[WHAT THE TASK REQUIRES] Among the entries below, how many lines have the string "single" in them? Only the number should be given.

····················

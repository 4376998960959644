#![no_main]

use libfuzzer_sys::fuzz_target;
use num_bigint::BigInt;
use pickle_assembler::core::pack::{pack, Endian, WordSize};

fuzz_target!(|data: &[u8]| {
    // Any two's-complement byte string is a valid integer to pack
    let value = BigInt::from_signed_bytes_le(data);

    if let Ok(minimal) = pack(&value, Endian::Little, None, true) {
        if !minimal.is_empty() {
            assert_eq!(BigInt::from_signed_bytes_le(&minimal), value);
        }
    }

    for size in [WordSize::W8, WordSize::W16, WordSize::W32, WordSize::W64] {
        for signed in [true, false] {
            if let Ok(bytes) = pack(&value, Endian::Big, Some(size), signed) {
                assert_eq!(bytes.len(), size.bytes());
            }
        }
    }
});
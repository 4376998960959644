// test-only module included via protocol/mod.rs
#![allow(clippy::unwrap_used, clippy::expect_used, clippy::panic)]

use crate::core::opcode::Opcode;
use crate::error::AssemblerError;
use crate::protocol::assembler::Assembler;
use crate::protocol::value::PickleValue;
use num_bigint::BigInt;

fn fresh(proto: u8) -> Assembler {
    Assembler::new(proto, true).expect("protocol should be valid")
}

/// Encode `value` and return the assembled bytes
fn encoded(proto: u8, value: impl Into<PickleValue>) -> Vec<u8> {
    let mut asm = fresh(proto);
    asm.encode_push(&value.into()).expect("value should encode");
    asm.assemble().to_vec()
}

/// Opcode byte the encoder chose for `value`, skipping the protocol header
fn chosen_opcode(proto: u8, value: impl Into<PickleValue>) -> u8 {
    let bytes = encoded(proto, value);
    let offset = if proto >= 2 { 2 } else { 0 };
    bytes[offset]
}

#[test]
fn test_none_at_protocol_zero() {
    let mut asm = fresh(0);
    asm.push_none().expect("NONE is a protocol 0 opcode");
    assert_eq!(&asm.assemble()[..], b"N.");
}

#[test]
fn test_marked_tuple_at_protocol_two() {
    let mut asm = fresh(2);
    asm.push_mark().unwrap();
    asm.push_binint1(1).unwrap();
    asm.push_binint1(2).unwrap();
    asm.push_binint1(3).unwrap();
    asm.build_tuple().unwrap();
    assert_eq!(&asm.assemble()[..], b"\x80\x02(K\x01K\x02K\x03t.");
}

#[test]
fn test_short_unicode_at_protocol_four() {
    let text = "bar\n\u{4e2d}\u{6587}";
    let bytes = encoded(4, text);

    let mut expected = vec![0x80, 0x04, 0x8c, 10];
    expected.extend_from_slice(text.as_bytes());
    expected.push(b'.');
    assert_eq!(bytes, expected);
}

#[test]
fn test_integer_selection_table() {
    let cases: [(i64, Opcode); 7] = [
        (0, Opcode::BININT1),
        (255, Opcode::BININT1),
        (256, Opcode::BININT2),
        (65535, Opcode::BININT2),
        (65536, Opcode::BININT),
        ((1 << 31) - 1, Opcode::BININT),
        (1 << 31, Opcode::LONG1),
    ];
    for proto in 2..=5 {
        for (value, expected) in cases {
            assert_eq!(
                chosen_opcode(proto, value),
                expected.code(),
                "value {value} at protocol {proto}"
            );
        }
    }
}

#[test]
fn test_integer_encodings() {
    assert_eq!(encoded(0, 42), b"I42\n.");
    assert_eq!(encoded(0, -5), b"I-5\n.");
    assert_eq!(encoded(1, -5), b"J\xfb\xff\xff\xff.");
    assert_eq!(encoded(1, 1i64 << 31), b"I2147483648\n.");
    assert_eq!(encoded(2, 1i64 << 31), b"\x80\x02\x8a\x05\x00\x00\x00\x80\x00.");
    assert_eq!(encoded(2, -(1i64 << 31)), b"\x80\x02J\x00\x00\x00\x80.");
    assert_eq!(encoded(2, -(1i64 << 31) - 1), b"\x80\x02\x8a\x05\xff\xff\xff\x7f\xff.");
}

#[test]
fn test_huge_integer_uses_long4() {
    let huge = BigInt::from(1) << 2039u32;
    let bytes = encoded(2, huge.clone());
    assert_eq!(bytes[2], Opcode::LONG4.code());
    // 2040 bits of magnitude plus a sign byte
    assert_eq!(&bytes[3..7], &256u32.to_le_bytes());

    let below = encoded(2, huge - 1);
    assert_eq!(below[2], Opcode::LONG1.code());
    assert_eq!(below[3], 255);
}

#[test]
fn test_long_emitters() {
    let mut asm = fresh(2);
    asm.push_long1(0).unwrap();
    asm.push_long1(255).unwrap();
    asm.push_long1(-256).unwrap();
    asm.push_long4(1).unwrap();
    assert_eq!(
        asm.payload(),
        b"\x80\x02\x8a\x00\x8a\x02\xff\x00\x8a\x02\x00\xff\x8b\x01\x00\x00\x00\x01"
    );

    let mut asm = fresh(0);
    asm.push_long(BigInt::from(1) << 64u32).unwrap();
    assert_eq!(asm.payload(), b"L18446744073709551616\n");
}

#[test]
fn test_booleans_by_protocol() {
    assert_eq!(encoded(0, true), b"I01\n.");
    assert_eq!(encoded(1, false), b"I00\n.");
    assert_eq!(encoded(2, true), b"\x80\x02\x88.");
    assert_eq!(encoded(5, false), b"\x80\x05\x89.");
}

#[test]
fn test_floats() {
    assert_eq!(encoded(0, 1.5), b"F1.5\n.");
    assert_eq!(encoded(0, 3.0), b"F3.0\n.");
    assert_eq!(encoded(1, 1.5), b"G\x3f\xf8\x00\x00\x00\x00\x00\x00.");
    assert_eq!(
        encoded(2, -0.0),
        b"\x80\x02G\x80\x00\x00\x00\x00\x00\x00\x00."
    );
}

#[test]
fn test_bytes_selection() {
    assert_eq!(encoded(3, &b"ab"[..]), b"\x80\x03C\x02ab.");

    let long = vec![0u8; 256];
    let bytes = encoded(3, &long[..]);
    assert_eq!(&bytes[..7], b"\x80\x03B\x00\x01\x00\x00");
    assert_eq!(bytes.len(), 2 + 1 + 4 + 256 + 1);

    let short = vec![7u8; 255];
    assert_eq!(chosen_opcode(4, &short[..]), Opcode::SHORT_BINBYTES.code());
}

#[test]
fn test_bytes_below_protocol_three() {
    for proto in 0..3 {
        let mut asm = fresh(proto);
        let err = asm
            .encode_push(&PickleValue::Bytes(b"x".to_vec()))
            .unwrap_err();
        assert_eq!(
            err,
            AssemblerError::ProtocolMismatch {
                opcode: "SHORT_BINBYTES",
                required: 3,
                current: proto,
            }
        );
    }
}

#[test]
fn test_string_selection() {
    assert_eq!(encoded(1, "hi"), b"X\x02\x00\x00\x00hi.");
    assert_eq!(encoded(3, "hi"), b"\x80\x03X\x02\x00\x00\x00hi.");
    assert_eq!(encoded(4, "hi"), b"\x80\x04\x8c\x02hi.");

    let long = "a".repeat(256);
    assert_eq!(chosen_opcode(4, long.as_str()), Opcode::BINUNICODE.code());
    assert_eq!(chosen_opcode(4, &long[..255]), Opcode::SHORT_BINUNICODE.code());
}

#[test]
fn test_unicode_line_escaping() {
    assert_eq!(encoded(0, "abc"), b"Vabc\n.");
    assert_eq!(encoded(0, "a\\b\nc"), b"Va\\u005cb\\u000ac\n.");
    assert_eq!(encoded(0, "\0\r\x1a"), b"V\\u0000\\u000d\\u001a\n.");
    assert_eq!(encoded(0, "\u{e9}\u{4e2d}"), b"V\xe9\\u4e2d\n.");
}

#[test]
fn test_lone_surrogate_needs_raw_append() {
    // U+D800 in surrogate-pass UTF-8; no `&str` can carry it
    let surrogate = b"\xed\xa0\x80";
    assert!(std::str::from_utf8(surrogate).is_err());

    let mut asm = fresh(1);
    asm.push_mark().unwrap();
    asm.append_raw(b"X\x03\x00\x00\x00");
    asm.append_raw(surrogate);
    asm.push_binunicode("ok").unwrap();
    asm.build_list().unwrap();
    assert_eq!(
        &asm.assemble()[..],
        b"(X\x03\x00\x00\x00\xed\xa0\x80X\x02\x00\x00\x00okl."
    );
}

#[test]
fn test_tuple_selection() {
    let empty = PickleValue::Tuple(vec![]);
    assert_eq!(encoded(0, empty.clone()), b"(t.");
    assert_eq!(encoded(1, empty), b").");

    let pair = PickleValue::Tuple(vec![1u8.into(), 2u8.into()]);
    assert_eq!(encoded(1, pair.clone()), b"(K\x01K\x02t.");
    assert_eq!(encoded(2, pair), b"\x80\x02K\x01K\x02\x86.");

    let single = PickleValue::Tuple(vec![PickleValue::None]);
    assert_eq!(encoded(2, single), b"\x80\x02N\x85.");

    let triple = PickleValue::Tuple(vec![PickleValue::None; 3]);
    assert_eq!(encoded(2, triple), b"\x80\x02NNN\x87.");

    let four = PickleValue::Tuple(vec![PickleValue::None; 4]);
    assert_eq!(encoded(2, four), b"\x80\x02(NNNNt.");
}

#[test]
fn test_list_and_dict_selection() {
    assert_eq!(encoded(0, PickleValue::List(vec![])), b"(l.");
    assert_eq!(encoded(1, PickleValue::List(vec![])), b"].");
    assert_eq!(
        encoded(2, PickleValue::List(vec![1u8.into()])),
        b"\x80\x02(K\x01l."
    );

    assert_eq!(encoded(0, PickleValue::Dict(vec![])), b"(d.");
    assert_eq!(encoded(1, PickleValue::Dict(vec![])), b"}.");
    let dict = PickleValue::Dict(vec![
        ("a".into(), 1u8.into()),
        ("b".into(), PickleValue::None),
    ]);
    assert_eq!(
        encoded(4, dict),
        b"\x80\x04(\x8c\x01aK\x01\x8c\x01bNd."
    );
}

#[test]
fn test_nested_containers() {
    let value = PickleValue::List(vec![
        PickleValue::Tuple(vec![true.into(), PickleValue::List(vec![])]),
        PickleValue::Dict(vec![(1u8.into(), "x".into())]),
    ]);
    assert_eq!(
        encoded(2, value),
        b"\x80\x02(\x88]\x86(K\x01X\x01\x00\x00\x00xdl."
    );
}

#[test]
fn test_legacy_strings() {
    let mut asm = fresh(1);
    asm.push_string("it's", "ascii").unwrap();
    asm.push_binstring("ab", "latin-1").unwrap();
    asm.push_short_binstring("\u{e9}", "utf-8").unwrap();
    assert_eq!(
        asm.payload(),
        b"S\"it's\"\nT\x02\x00\x00\x00abU\x02\xc3\xa9"
    );
}

#[test]
fn test_legacy_string_errors() {
    let mut asm = fresh(1);
    assert!(matches!(
        asm.push_string("x", "klingon"),
        Err(AssemblerError::LookupError(_))
    ));
    assert!(matches!(
        asm.push_binstring("\u{e9}", "ascii"),
        Err(AssemblerError::InvalidArgument(_))
    ));
    let long = "a".repeat(256);
    assert!(matches!(
        asm.push_short_binstring(&long, "ascii"),
        Err(AssemblerError::OutOfRange(_))
    ));
    assert!(asm.is_empty());
}

#[test]
fn test_references() {
    let mut asm = fresh(2);
    asm.push_global("builtins", "set").unwrap();
    asm.build_inst("copy_reg", "_reconstructor").unwrap();
    asm.push_persid("id7").unwrap();
    asm.build_binpersid().unwrap();
    asm.push_ext1(1).unwrap();
    asm.push_ext2(0x1234).unwrap();
    asm.push_ext4(-1).unwrap();
    assert_eq!(
        asm.payload(),
        b"\x80\x02cbuiltins\nset\nicopy_reg\n_reconstructor\nPid7\nQ\
          \x82\x01\x83\x34\x12\x84\xff\xff\xff\xff"
    );

    assert!(matches!(
        asm.push_ext1(256),
        Err(AssemblerError::OutOfRange(_))
    ));
    assert!(matches!(
        asm.build_inst("m\u{e9}", "x"),
        Err(AssemblerError::InvalidArgument(_))
    ));
}

#[test]
fn test_builders_and_stack() {
    let mut asm = fresh(5);
    asm.push_empty_set().unwrap();
    asm.push_mark().unwrap();
    asm.build_additems().unwrap();
    asm.push_mark().unwrap();
    asm.build_frozenset().unwrap();
    asm.build_stack_global().unwrap();
    asm.build_newobj().unwrap();
    asm.build_newobj_ex().unwrap();
    asm.build_obj().unwrap();
    asm.build_reduce().unwrap();
    asm.build_build().unwrap();
    asm.build_append().unwrap();
    asm.build_appends().unwrap();
    asm.build_setitem().unwrap();
    asm.build_setitems().unwrap();
    asm.build_dup().unwrap();
    asm.pop().unwrap();
    asm.pop_mark().unwrap();
    asm.push_next_buffer().unwrap();
    asm.build_readonly_buffer().unwrap();
    assert_eq!(
        &asm.payload()[2..],
        b"\x8f(\x90(\x91\x93\x81\x92oRbaesu201\x97\x98"
    );
}

#[test]
fn test_memo_emitters() {
    let mut asm = fresh(4);
    asm.memo_put(12).unwrap();
    asm.memo_get(12).unwrap();
    asm.memo_binput(255).unwrap();
    asm.memo_binget(0).unwrap();
    asm.memo_long_binput(256).unwrap();
    asm.memo_long_binget(u32::MAX).unwrap();
    asm.memo_memoize().unwrap();
    assert_eq!(
        &asm.payload()[2..],
        b"p12\ng12\nq\xffh\x00r\x00\x01\x00\x00j\xff\xff\xff\xff\x94"
    );

    assert!(matches!(asm.memo_get(-1), Err(AssemblerError::OutOfRange(_))));
    assert!(matches!(asm.memo_binput(256), Err(AssemblerError::OutOfRange(_))));
    assert!(matches!(
        asm.memo_long_binget(1u64 << 32),
        Err(AssemblerError::OutOfRange(_))
    ));
}

#[test]
fn test_frame() {
    let mut asm = fresh(4);
    asm.frame(9).unwrap();
    asm.push_none().unwrap();
    assert_eq!(
        &asm.assemble()[..],
        b"\x80\x04\x95\x09\x00\x00\x00\x00\x00\x00\x00N."
    );
}

#[test]
fn test_bytearray8() {
    let mut asm = fresh(5);
    asm.push_bytearray8(b"xy").unwrap();
    asm.push_binbytes8(b"").unwrap();
    assert_eq!(
        &asm.payload()[2..],
        b"\x96\x02\x00\x00\x00\x00\x00\x00\x00xy\x8e\x00\x00\x00\x00\x00\x00\x00\x00"
    );
}

#[test]
fn test_encode_serde_struct() {
    #[derive(serde::Serialize)]
    struct Point {
        x: u8,
        y: u8,
    }

    let mut asm = fresh(4);
    asm.encode(&Point { x: 1, y: 2 }).unwrap();
    assert_eq!(
        &asm.assemble()[..],
        b"\x80\x04(\x8c\x01xK\x01\x8c\x01yK\x02d."
    );
}

#[test]
fn test_encode_unsupported_type() {
    #[derive(serde::Serialize)]
    enum Shape {
        Circle,
    }

    let mut asm = fresh(4);
    let err = asm.encode(&Shape::Circle).unwrap_err();
    assert!(matches!(err, AssemblerError::UnsupportedType(_)));
    assert_eq!(asm.payload(), b"\x80\x04");
}
//! # Pickle Assembler
//!
//! Stateful, append-only emitter with one method per opcode in the catalog.
//!
//! The assembler never models the decoder's stack or memo; it only writes the
//! bytes that instruct a decoder to manipulate them. It checks two things:
//! - every argument fits the opcode's declared width or length prefix;
//! - with verification enabled, the opcode exists in the active protocol.
//!
//! A failing call leaves the buffer untouched.
//!
//! ## Usage
//! ```rust
//! use pickle_assembler::Assembler;
//!
//! let mut asm = Assembler::new(2, true).unwrap();
//! asm.push_mark().unwrap();
//! asm.push_binint1(1).unwrap();
//! asm.push_binint1(2).unwrap();
//! asm.build_tuple().unwrap();
//! assert_eq!(&asm.assemble()[..], b"\x80\x02(K\x01K\x02t.");
//! ```

use crate::config::AssemblerConfig;
use crate::core::opcode::{self, Opcode};
use crate::core::pack::{self, WordSize};
use crate::core::text::{self, TextEncoding};
use crate::error::{constants, AssemblerError, Result};
use bytes::{BufMut, Bytes, BytesMut};
use num_bigint::BigInt;
use tracing::{debug, trace, warn};

/// The highest protocol version the assembler can generate
pub const HIGHEST_PROTOCOL: u8 = 5;

const LIMIT_U8: u64 = 1 << 8;
const LIMIT_I32: u64 = 1 << 31;
const LIMIT_U32: u64 = 1 << 32;

/// Low-level pickle assembler
#[derive(Debug, Clone)]
pub struct Assembler {
    proto: u8,
    verify: bool,
    payload: BytesMut,
}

····················

[RESULT BELOW] 2